## EXERCISE
Within the entries below, the lines from the one with "filename src/domain/result.rs" through the one with "not per byte" are to be set down exactly, both ends kept.

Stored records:
┌──
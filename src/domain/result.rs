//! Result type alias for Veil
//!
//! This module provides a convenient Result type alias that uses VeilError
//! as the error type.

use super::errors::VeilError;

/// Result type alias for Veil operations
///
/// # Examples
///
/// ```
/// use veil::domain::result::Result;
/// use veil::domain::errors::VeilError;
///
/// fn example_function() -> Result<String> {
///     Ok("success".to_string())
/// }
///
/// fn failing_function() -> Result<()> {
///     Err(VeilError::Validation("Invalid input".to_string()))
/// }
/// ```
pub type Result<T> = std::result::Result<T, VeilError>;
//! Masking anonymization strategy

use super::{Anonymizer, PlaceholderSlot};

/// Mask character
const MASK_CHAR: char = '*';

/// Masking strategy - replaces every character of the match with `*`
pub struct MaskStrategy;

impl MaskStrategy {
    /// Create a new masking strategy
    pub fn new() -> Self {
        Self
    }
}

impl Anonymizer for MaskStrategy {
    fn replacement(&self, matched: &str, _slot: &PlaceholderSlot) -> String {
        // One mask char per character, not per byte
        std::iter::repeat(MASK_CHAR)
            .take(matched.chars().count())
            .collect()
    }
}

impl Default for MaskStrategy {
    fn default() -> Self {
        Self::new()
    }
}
└──
┌──
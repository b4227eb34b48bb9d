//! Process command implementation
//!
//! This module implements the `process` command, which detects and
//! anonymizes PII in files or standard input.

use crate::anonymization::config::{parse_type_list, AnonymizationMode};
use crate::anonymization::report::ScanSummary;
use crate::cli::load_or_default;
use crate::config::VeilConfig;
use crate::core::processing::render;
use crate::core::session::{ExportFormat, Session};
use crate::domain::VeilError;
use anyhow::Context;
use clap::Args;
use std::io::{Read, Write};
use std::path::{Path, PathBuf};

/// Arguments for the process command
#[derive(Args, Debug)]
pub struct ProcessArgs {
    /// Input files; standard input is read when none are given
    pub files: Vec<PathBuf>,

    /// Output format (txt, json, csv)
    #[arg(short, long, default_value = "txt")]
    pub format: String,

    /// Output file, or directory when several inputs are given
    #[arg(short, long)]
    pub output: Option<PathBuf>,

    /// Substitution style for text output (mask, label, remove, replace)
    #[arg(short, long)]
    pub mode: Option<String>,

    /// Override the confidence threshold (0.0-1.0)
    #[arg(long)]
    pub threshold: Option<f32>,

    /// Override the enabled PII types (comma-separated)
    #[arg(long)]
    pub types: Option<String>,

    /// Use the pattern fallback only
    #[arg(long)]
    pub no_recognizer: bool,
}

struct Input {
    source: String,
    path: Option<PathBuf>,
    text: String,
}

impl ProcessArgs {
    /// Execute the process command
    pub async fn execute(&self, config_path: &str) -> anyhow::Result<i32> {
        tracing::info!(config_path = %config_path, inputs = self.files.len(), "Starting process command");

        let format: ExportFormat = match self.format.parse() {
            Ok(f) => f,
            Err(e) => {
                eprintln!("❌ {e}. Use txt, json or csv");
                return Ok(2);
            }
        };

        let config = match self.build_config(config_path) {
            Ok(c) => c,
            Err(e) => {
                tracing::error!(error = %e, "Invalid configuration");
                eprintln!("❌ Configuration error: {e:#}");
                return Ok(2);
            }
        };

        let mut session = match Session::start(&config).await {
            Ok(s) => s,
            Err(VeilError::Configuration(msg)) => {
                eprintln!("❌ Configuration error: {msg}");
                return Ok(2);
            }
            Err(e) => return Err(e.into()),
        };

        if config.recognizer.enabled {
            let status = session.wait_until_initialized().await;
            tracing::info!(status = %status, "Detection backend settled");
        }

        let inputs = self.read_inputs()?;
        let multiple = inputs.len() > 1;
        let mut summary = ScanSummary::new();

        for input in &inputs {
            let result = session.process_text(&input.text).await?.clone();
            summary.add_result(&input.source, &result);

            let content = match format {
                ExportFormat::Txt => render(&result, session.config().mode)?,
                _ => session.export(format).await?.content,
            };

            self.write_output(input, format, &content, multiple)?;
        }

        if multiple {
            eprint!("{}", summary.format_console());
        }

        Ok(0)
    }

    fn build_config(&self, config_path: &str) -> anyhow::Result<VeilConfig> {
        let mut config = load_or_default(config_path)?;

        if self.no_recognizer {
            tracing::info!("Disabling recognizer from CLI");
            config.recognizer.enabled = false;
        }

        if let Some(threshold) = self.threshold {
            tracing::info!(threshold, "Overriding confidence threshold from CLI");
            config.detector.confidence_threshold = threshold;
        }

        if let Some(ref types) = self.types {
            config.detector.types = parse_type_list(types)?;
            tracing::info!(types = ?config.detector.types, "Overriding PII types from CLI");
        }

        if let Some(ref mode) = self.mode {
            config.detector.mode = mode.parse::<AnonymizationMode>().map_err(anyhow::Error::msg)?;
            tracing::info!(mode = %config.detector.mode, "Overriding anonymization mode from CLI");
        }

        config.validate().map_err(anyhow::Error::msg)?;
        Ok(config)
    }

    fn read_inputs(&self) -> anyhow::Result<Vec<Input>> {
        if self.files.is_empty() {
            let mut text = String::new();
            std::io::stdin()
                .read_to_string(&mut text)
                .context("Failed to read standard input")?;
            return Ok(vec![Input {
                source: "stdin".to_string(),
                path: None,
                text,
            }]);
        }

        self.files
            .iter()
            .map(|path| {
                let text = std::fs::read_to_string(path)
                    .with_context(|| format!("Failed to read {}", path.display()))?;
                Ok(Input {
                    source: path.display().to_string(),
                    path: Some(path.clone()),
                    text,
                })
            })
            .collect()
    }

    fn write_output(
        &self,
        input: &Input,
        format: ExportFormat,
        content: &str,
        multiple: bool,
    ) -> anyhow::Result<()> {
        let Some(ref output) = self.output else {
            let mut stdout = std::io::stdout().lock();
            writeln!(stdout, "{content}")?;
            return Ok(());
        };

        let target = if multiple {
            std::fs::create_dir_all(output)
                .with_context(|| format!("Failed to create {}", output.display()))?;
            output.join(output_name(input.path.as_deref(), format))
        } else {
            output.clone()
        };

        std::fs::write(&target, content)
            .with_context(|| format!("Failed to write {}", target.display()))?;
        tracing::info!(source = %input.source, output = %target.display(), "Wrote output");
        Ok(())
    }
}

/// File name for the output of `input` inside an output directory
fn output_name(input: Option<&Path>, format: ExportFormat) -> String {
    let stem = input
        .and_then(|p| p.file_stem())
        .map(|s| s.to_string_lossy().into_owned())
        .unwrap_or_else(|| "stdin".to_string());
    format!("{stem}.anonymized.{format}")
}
└──
┌──
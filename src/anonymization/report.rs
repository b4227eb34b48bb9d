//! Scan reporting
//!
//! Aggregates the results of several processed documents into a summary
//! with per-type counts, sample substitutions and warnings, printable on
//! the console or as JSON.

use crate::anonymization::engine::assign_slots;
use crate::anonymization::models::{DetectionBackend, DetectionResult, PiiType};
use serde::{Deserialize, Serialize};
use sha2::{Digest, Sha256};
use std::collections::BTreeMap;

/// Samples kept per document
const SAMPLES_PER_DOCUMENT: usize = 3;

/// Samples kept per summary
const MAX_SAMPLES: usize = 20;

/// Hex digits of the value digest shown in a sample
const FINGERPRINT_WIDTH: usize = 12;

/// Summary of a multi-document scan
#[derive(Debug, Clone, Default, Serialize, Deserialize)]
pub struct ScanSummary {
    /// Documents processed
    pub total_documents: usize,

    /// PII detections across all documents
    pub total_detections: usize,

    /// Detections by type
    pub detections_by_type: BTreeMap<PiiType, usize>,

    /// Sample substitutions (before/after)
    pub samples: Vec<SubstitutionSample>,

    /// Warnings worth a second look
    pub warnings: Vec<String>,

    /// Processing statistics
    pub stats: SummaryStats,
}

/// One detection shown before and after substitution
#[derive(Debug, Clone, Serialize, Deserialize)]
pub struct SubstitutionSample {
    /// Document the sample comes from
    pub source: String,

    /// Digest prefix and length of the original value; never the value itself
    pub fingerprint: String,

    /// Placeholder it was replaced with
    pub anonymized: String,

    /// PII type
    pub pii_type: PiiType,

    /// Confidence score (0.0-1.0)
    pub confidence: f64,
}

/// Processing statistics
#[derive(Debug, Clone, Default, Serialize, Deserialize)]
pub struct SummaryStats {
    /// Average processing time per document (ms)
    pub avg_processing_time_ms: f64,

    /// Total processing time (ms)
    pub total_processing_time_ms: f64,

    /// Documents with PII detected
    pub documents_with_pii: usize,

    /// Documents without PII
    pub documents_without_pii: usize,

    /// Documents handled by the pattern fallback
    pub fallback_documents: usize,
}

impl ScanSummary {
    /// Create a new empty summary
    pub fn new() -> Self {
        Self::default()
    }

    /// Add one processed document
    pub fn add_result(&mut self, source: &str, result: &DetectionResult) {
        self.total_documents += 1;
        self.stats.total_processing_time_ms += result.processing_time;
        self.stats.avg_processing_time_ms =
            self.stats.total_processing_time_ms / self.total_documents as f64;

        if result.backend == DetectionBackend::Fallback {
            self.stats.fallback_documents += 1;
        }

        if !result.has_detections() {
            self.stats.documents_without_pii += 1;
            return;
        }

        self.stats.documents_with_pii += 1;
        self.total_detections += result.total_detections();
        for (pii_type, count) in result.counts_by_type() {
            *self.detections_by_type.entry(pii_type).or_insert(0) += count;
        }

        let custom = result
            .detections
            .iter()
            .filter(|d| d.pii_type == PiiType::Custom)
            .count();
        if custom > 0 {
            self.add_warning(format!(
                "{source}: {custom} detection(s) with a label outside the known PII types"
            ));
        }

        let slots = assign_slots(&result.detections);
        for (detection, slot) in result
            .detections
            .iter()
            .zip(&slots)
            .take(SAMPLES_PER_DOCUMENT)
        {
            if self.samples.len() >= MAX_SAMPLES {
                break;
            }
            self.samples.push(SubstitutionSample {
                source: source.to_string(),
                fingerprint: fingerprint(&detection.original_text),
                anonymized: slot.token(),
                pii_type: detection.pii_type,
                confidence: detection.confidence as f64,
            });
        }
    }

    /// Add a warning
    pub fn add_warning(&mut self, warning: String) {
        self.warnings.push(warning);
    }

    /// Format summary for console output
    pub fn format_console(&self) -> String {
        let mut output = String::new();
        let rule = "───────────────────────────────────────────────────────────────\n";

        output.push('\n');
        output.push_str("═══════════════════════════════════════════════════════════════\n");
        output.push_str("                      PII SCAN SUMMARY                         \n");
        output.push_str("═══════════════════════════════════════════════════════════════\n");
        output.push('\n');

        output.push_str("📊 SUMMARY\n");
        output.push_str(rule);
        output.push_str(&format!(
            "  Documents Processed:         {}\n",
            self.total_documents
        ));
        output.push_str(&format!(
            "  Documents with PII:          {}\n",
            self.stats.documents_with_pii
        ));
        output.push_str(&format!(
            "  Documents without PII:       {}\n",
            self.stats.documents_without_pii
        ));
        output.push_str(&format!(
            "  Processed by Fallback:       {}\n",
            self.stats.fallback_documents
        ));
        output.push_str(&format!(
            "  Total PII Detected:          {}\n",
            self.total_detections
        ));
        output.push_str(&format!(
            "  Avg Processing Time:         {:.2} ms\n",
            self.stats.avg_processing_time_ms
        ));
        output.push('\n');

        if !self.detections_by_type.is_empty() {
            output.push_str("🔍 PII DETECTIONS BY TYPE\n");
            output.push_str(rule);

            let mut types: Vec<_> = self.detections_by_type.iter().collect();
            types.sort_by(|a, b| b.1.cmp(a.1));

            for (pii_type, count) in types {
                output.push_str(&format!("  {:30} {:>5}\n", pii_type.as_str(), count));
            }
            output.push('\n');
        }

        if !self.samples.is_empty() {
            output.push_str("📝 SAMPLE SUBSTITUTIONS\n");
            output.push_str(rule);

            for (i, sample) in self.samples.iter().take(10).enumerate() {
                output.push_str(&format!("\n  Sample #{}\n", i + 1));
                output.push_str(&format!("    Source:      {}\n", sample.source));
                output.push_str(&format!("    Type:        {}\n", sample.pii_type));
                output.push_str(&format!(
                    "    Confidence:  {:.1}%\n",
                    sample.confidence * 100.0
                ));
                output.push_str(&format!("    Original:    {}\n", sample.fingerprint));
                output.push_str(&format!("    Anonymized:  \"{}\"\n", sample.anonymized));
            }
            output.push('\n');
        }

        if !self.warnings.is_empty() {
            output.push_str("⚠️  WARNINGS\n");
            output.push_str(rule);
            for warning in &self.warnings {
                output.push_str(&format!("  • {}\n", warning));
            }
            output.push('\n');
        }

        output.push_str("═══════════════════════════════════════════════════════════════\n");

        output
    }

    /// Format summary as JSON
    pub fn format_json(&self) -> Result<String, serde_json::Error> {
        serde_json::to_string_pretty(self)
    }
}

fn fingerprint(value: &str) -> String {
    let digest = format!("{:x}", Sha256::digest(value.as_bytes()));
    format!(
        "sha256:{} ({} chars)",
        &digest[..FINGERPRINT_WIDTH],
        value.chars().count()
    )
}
└──
## OUTPUT OF THE TASK
filename src/domain/result.rs
//! Result type alias for Veil
//!
//! This module provides a convenient Result type alias that uses VeilError
//! as the error type.

use super::errors::VeilError;

/// Result type alias for Veil operations
///
/// # Examples
///
/// ```
/// use veil::domain::result::Result;
/// use veil::domain::errors::VeilError;
///
/// fn example_function() -> Result<String> {
///     Ok("success".to_string())
/// }
///
/// fn failing_function() -> Result<()> {
///     Err(VeilError::Validation("Invalid input".to_string()))
/// }
/// ```
pub type Result<T> = std::result::Result<T, VeilError>;
//! Masking anonymization strategy

use super::{Anonymizer, PlaceholderSlot};

/// Mask character
const MASK_CHAR: char = '*';

/// Masking strategy - replaces every character of the match with `*`
pub struct MaskStrategy;

impl MaskStrategy {
    /// Create a new masking strategy
    pub fn new() -> Self {
        Self
    }
}

impl Anonymizer for MaskStrategy {
    fn replacement(&self, matched: &str, _slot: &PlaceholderSlot) -> String {
        // One mask char per character, not per byte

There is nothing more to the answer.